Content starts
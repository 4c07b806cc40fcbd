//! Project CRUD with gateway and storage bookkeeping.

use std::sync::Arc;

use serde::Deserialize;
use tracing::info;
use validator::Validate;

use deployhub_core::error::AppError;
use deployhub_core::result::AppResult;
use deployhub_core::types::{PageRequest, PageResponse, ProjectId};
use deployhub_database::store::{DeploymentStore, ProjectStore};
use deployhub_entity::deployment::{DeploymentFilter, DeploymentStatus};
use deployhub_entity::project::{CreateProject, Project, UpdateProject, dns_label};
use deployhub_gateway::GatewaySync;
use deployhub_storage::{ArtifactKey, ArtifactStore};

use crate::validation::validate;

/// Name of a project being created or renamed.
#[derive(Debug, Clone, Deserialize, Validate)]
pub struct ProjectParams {
    /// Display name; slugged into every deployment hostname.
    #[validate(length(min = 3, max = 100))]
    pub name: String,
}

impl ProjectParams {
    /// Trim and validate, returning the name to persist.
    fn into_name(self) -> AppResult<String> {
        let params = Self {
            name: self.name.trim().to_string(),
        };
        validate(&params)?;
        if dns_label(&params.name).is_empty() {
            return Err(AppError::validation(format!(
                "Project name '{}' must contain at least one ASCII letter or digit",
                params.name
            )));
        }
        Ok(params.name)
    }
}

/// Manages projects.
#[derive(Debug, Clone)]
pub struct ProjectService {
    /// Project persistence.
    projects: Arc<dyn ProjectStore>,
    /// Deployment persistence, for in-flight checks.
    deployments: Arc<dyn DeploymentStore>,
    /// Artifact storage, cleared on delete.
    storage: Arc<ArtifactStore>,
    /// Gateway output for the project's hostnames.
    gateway: GatewaySync,
}

impl ProjectService {
    /// Creates a new project service.
    pub fn new(
        projects: Arc<dyn ProjectStore>,
        deployments: Arc<dyn DeploymentStore>,
        storage: Arc<ArtifactStore>,
        gateway: GatewaySync,
    ) -> Self {
        Self {
            projects,
            deployments,
            storage,
            gateway,
        }
    }

    /// Create a project. The host label derived from the name must not be
    /// used by another project.
    pub async fn create(&self, params: ProjectParams) -> AppResult<Project> {
        let name = params.into_name()?;
        let project = self.projects.create(&CreateProject { name }).await?;
        info!(project_id = %project.id, name = %project.name, "Project created");
        Ok(project)
    }

    /// Fetch one project.
    pub async fn get(&self, id: ProjectId) -> AppResult<Project> {
        self.projects
            .get_by_id(id)
            .await?
            .ok_or_else(|| AppError::not_found(format!("Project {id} not found")))
    }

    /// List projects ordered by name.
    pub async fn list(&self, page: PageRequest) -> AppResult<PageResponse<Project>> {
        self.projects.get_paged(&page).await
    }

    /// Rename a project. Every hostname embeds the name, so the gateway
    /// file is rendered again.
    pub async fn rename(&self, id: ProjectId, params: ProjectParams) -> AppResult<Project> {
        let name = params.into_name()?;
        let project = self.projects.update(id, &UpdateProject { name }).await?;
        let routes = self.gateway.regenerate(id).await?;
        info!(project_id = %id, name = %project.name, routes, "Project renamed");
        Ok(project)
    }

    /// Delete a project with its deployments, gateway file and stored
    /// artifacts.
    ///
    /// Refused while an upload is still `pending`, since the worker would
    /// otherwise race the cleanup.
    pub async fn delete(&self, id: ProjectId) -> AppResult<()> {
        let pending = self
            .deployments
            .get_paged(
                &DeploymentFilter {
                    project_id: Some(id),
                    status: Some(DeploymentStatus::Pending),
                    content_hash: None,
                },
                &PageRequest::new(1, 1),
            )
            .await?;
        if pending.total_items > 0 {
            return Err(AppError::conflict(format!(
                "Project {id} has {} pending deployment(s)",
                pending.total_items
            )));
        }

        if !self.projects.delete(id).await? {
            return Err(AppError::not_found(format!("Project {id} not found")));
        }

        self.gateway.remove(id).await?;
        self.storage.remove(&ArtifactKey::project_dir(id)).await?;
        info!(project_id = %id, "Project deleted");
        Ok(())
    }
}

#[cfg(test)]
mod tests {
    use std::io::{Cursor, Write};

    use deployhub_core::config::{GatewayConfig, StorageConfig};
    use deployhub_core::error::ErrorKind;
    use deployhub_core::traits::storage::bytes_stream;
    use deployhub_database::MemoryStore;
    use deployhub_entity::deployment::{CreateDeployment, UpdateDeploymentStatus};
    use deployhub_gateway::{GatewayConfigWriter, NginxGateway};

    use super::*;

    struct Fixture {
        _dir: tempfile::TempDir,
        store: Arc<MemoryStore>,
        storage: Arc<ArtifactStore>,
        writer: Arc<dyn GatewayConfigWriter>,
        service: ProjectService,
    }

    async fn fixture() -> Fixture {
        let dir = tempfile::tempdir().unwrap();
        let storage = Arc::new(
            ArtifactStore::new(&StorageConfig {
                base_dir: dir.path().join("storage").to_string_lossy().to_string(),
                ..Default::default()
            })
            .await
            .unwrap(),
        );
        let gateway_config = GatewayConfig {
            config_dir: dir.path().join("gateway").to_string_lossy().to_string(),
            domain: "example.com".to_string(),
            ..Default::default()
        };
        let store = Arc::new(MemoryStore::new());
        let writer: Arc<dyn GatewayConfigWriter> = Arc::new(NginxGateway::new(&gateway_config));
        let gateway = GatewaySync::new(store.clone(), store.clone(), writer.clone(), &gateway_config);
        let service = ProjectService::new(store.clone(), store.clone(), storage.clone(), gateway);
        Fixture {
            _dir: dir,
            store,
            storage,
            writer,
            service,
        }
    }

    fn named(name: &str) -> ProjectParams {
        ProjectParams {
            name: name.to_string(),
        }
    }

    fn site_zip() -> Vec<u8> {
        let mut writer = zip::ZipWriter::new(Cursor::new(Vec::new()));
        writer
            .start_file("index.html", zip::write::SimpleFileOptions::default())
            .unwrap();
        writer.write_all(b"ok").unwrap();
        writer.finish().unwrap().into_inner()
    }

    /// Store an artifact and mark its deployment `ready`.
    async fn ready(fx: &Fixture, project_id: ProjectId, hash: &str) {
        let d = DeploymentStore::create(
            fx.store.as_ref(),
            &CreateDeployment {
                project_id,
                content_hash: hash.to_string(),
                entry_path: None,
                expires_at: None,
            },
        )
        .await
        .unwrap();
        let key = ArtifactKey::new(project_id, hash).unwrap();
        fx.storage
            .store(&key, "site.zip", bytes_stream(site_zip()))
            .await
            .unwrap();
        fx.store
            .update_status(&UpdateDeploymentStatus::new(d.id, DeploymentStatus::Ready))
            .await
            .unwrap();
    }

    #[tokio::test]
    async fn test_create_validates_name() {
        let fx = fixture().await;
        let p = fx.service.create(named("  docs  ")).await.unwrap();
        assert_eq!(p.name, "docs");

        for bad in ["ab", "   ", "!!!!", &"x".repeat(101)] {
            let err = fx.service.create(named(bad)).await.unwrap_err();
            assert_eq!(err.kind, ErrorKind::Validation, "{bad:?}");
        }

        let err = fx.service.create(named("DOCS")).await.unwrap_err();
        assert_eq!(err.kind, ErrorKind::Conflict);
    }

    #[tokio::test]
    async fn test_host_label_collisions_rejected() {
        let fx = fixture().await;
        let site = fx.service.create(named("My Site")).await.unwrap();
        let err = fx.service.create(named("my_site")).await.unwrap_err();
        assert_eq!(err.kind, ErrorKind::Conflict);

        let other = fx.service.create(named("other")).await.unwrap();
        let err = fx.service.rename(other.id, named("my  site")).await.unwrap_err();
        assert_eq!(err.kind, ErrorKind::Conflict);
        assert_eq!(fx.service.get(other.id).await.unwrap().name, "other");

        ready(&fx, site.id, "abc").await;
        ready(&fx, other.id, "abc").await;
        fx.service.rename(site.id, named("My Site")).await.unwrap();
        fx.service.rename(other.id, named("other")).await.unwrap();
        let site_conf = std::fs::read_to_string(fx.writer.config_path(site.id)).unwrap();
        let other_conf = std::fs::read_to_string(fx.writer.config_path(other.id)).unwrap();
        assert!(site_conf.contains("abc.my-site.example.com"));
        assert!(other_conf.contains("abc.other.example.com"));
        assert!(!other_conf.contains("my-site"));
    }

    #[tokio::test]
    async fn test_get_and_list() {
        let fx = fixture().await;
        let b = fx.service.create(named("beta")).await.unwrap();
        fx.service.create(named("alpha")).await.unwrap();

        assert_eq!(fx.service.get(b.id).await.unwrap().name, "beta");
        assert_eq!(
            fx.service.get(ProjectId::new()).await.unwrap_err().kind,
            ErrorKind::NotFound
        );

        let page = fx.service.list(PageRequest::default()).await.unwrap();
        let names: Vec<_> = page.items.iter().map(|p| p.name.as_str()).collect();
        assert_eq!(names, ["alpha", "beta"]);
    }

    #[tokio::test]
    async fn test_rename_rewrites_hostnames() {
        let fx = fixture().await;
        let p = fx.service.create(named("old-name")).await.unwrap();
        ready(&fx, p.id, "abc").await;
        fx.service.rename(p.id, named("old-name")).await.unwrap();

        let path = fx.writer.config_path(p.id);
        let before = std::fs::read_to_string(&path).unwrap();
        assert!(before.contains("abc.old-name.example.com"));

        fx.service.rename(p.id, named("New Name")).await.unwrap();
        let after = std::fs::read_to_string(&path).unwrap();
        assert!(after.contains("abc.new-name.example.com"));
        assert!(!after.contains("old-name"));
    }

    #[tokio::test]
    async fn test_delete_clears_gateway_and_storage() {
        let fx = fixture().await;
        let p = fx.service.create(named("doomed")).await.unwrap();
        ready(&fx, p.id, "abc").await;
        fx.service.rename(p.id, named("doomed")).await.unwrap();
        assert!(fx.writer.config_path(p.id).exists());

        fx.service.delete(p.id).await.unwrap();

        assert!(!fx.writer.config_path(p.id).exists());
        assert!(!fx.storage.exists(&ArtifactKey::project_dir(p.id)).await);
        assert_eq!(
            fx.service.get(p.id).await.unwrap_err().kind,
            ErrorKind::NotFound
        );
        assert_eq!(
            fx.service.delete(p.id).await.unwrap_err().kind,
            ErrorKind::NotFound
        );
    }

    #[tokio::test]
    async fn test_delete_refused_while_pending() {
        let fx = fixture().await;
        let p = fx.service.create(named("busy")).await.unwrap();
        DeploymentStore::create(
            fx.store.as_ref(),
            &CreateDeployment {
                project_id: p.id,
                content_hash: "abc".to_string(),
                entry_path: None,
                expires_at: None,
            },
        )
        .await
        .unwrap();

        let err = fx.service.delete(p.id).await.unwrap_err();
        assert_eq!(err.kind, ErrorKind::Conflict);
        assert!(fx.service.get(p.id).await.is_ok());
    }
}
Content ends
§ Prompt:
Word for word, reproduce the listing from its first line through the line that has "created or renamed." in it, and go no further.

§ Output below:
repository 4c07b806cc40fcbd
//! Project CRUD with gateway and storage bookkeeping.

use std::sync::Arc;

use serde::Deserialize;
use tracing::info;
use validator::Validate;

use deployhub_core::error::AppError;
use deployhub_core::result::AppResult;
use deployhub_core::types::{PageRequest, PageResponse, ProjectId};
use deployhub_database::store::{DeploymentStore, ProjectStore};
use deployhub_entity::deployment::{DeploymentFilter, DeploymentStatus};
use deployhub_entity::project::{CreateProject, Project, UpdateProject, dns_label};
use deployhub_gateway::GatewaySync;
use deployhub_storage::{ArtifactKey, ArtifactStore};

use crate::validation::validate;

/// Name of a project being created or renamed.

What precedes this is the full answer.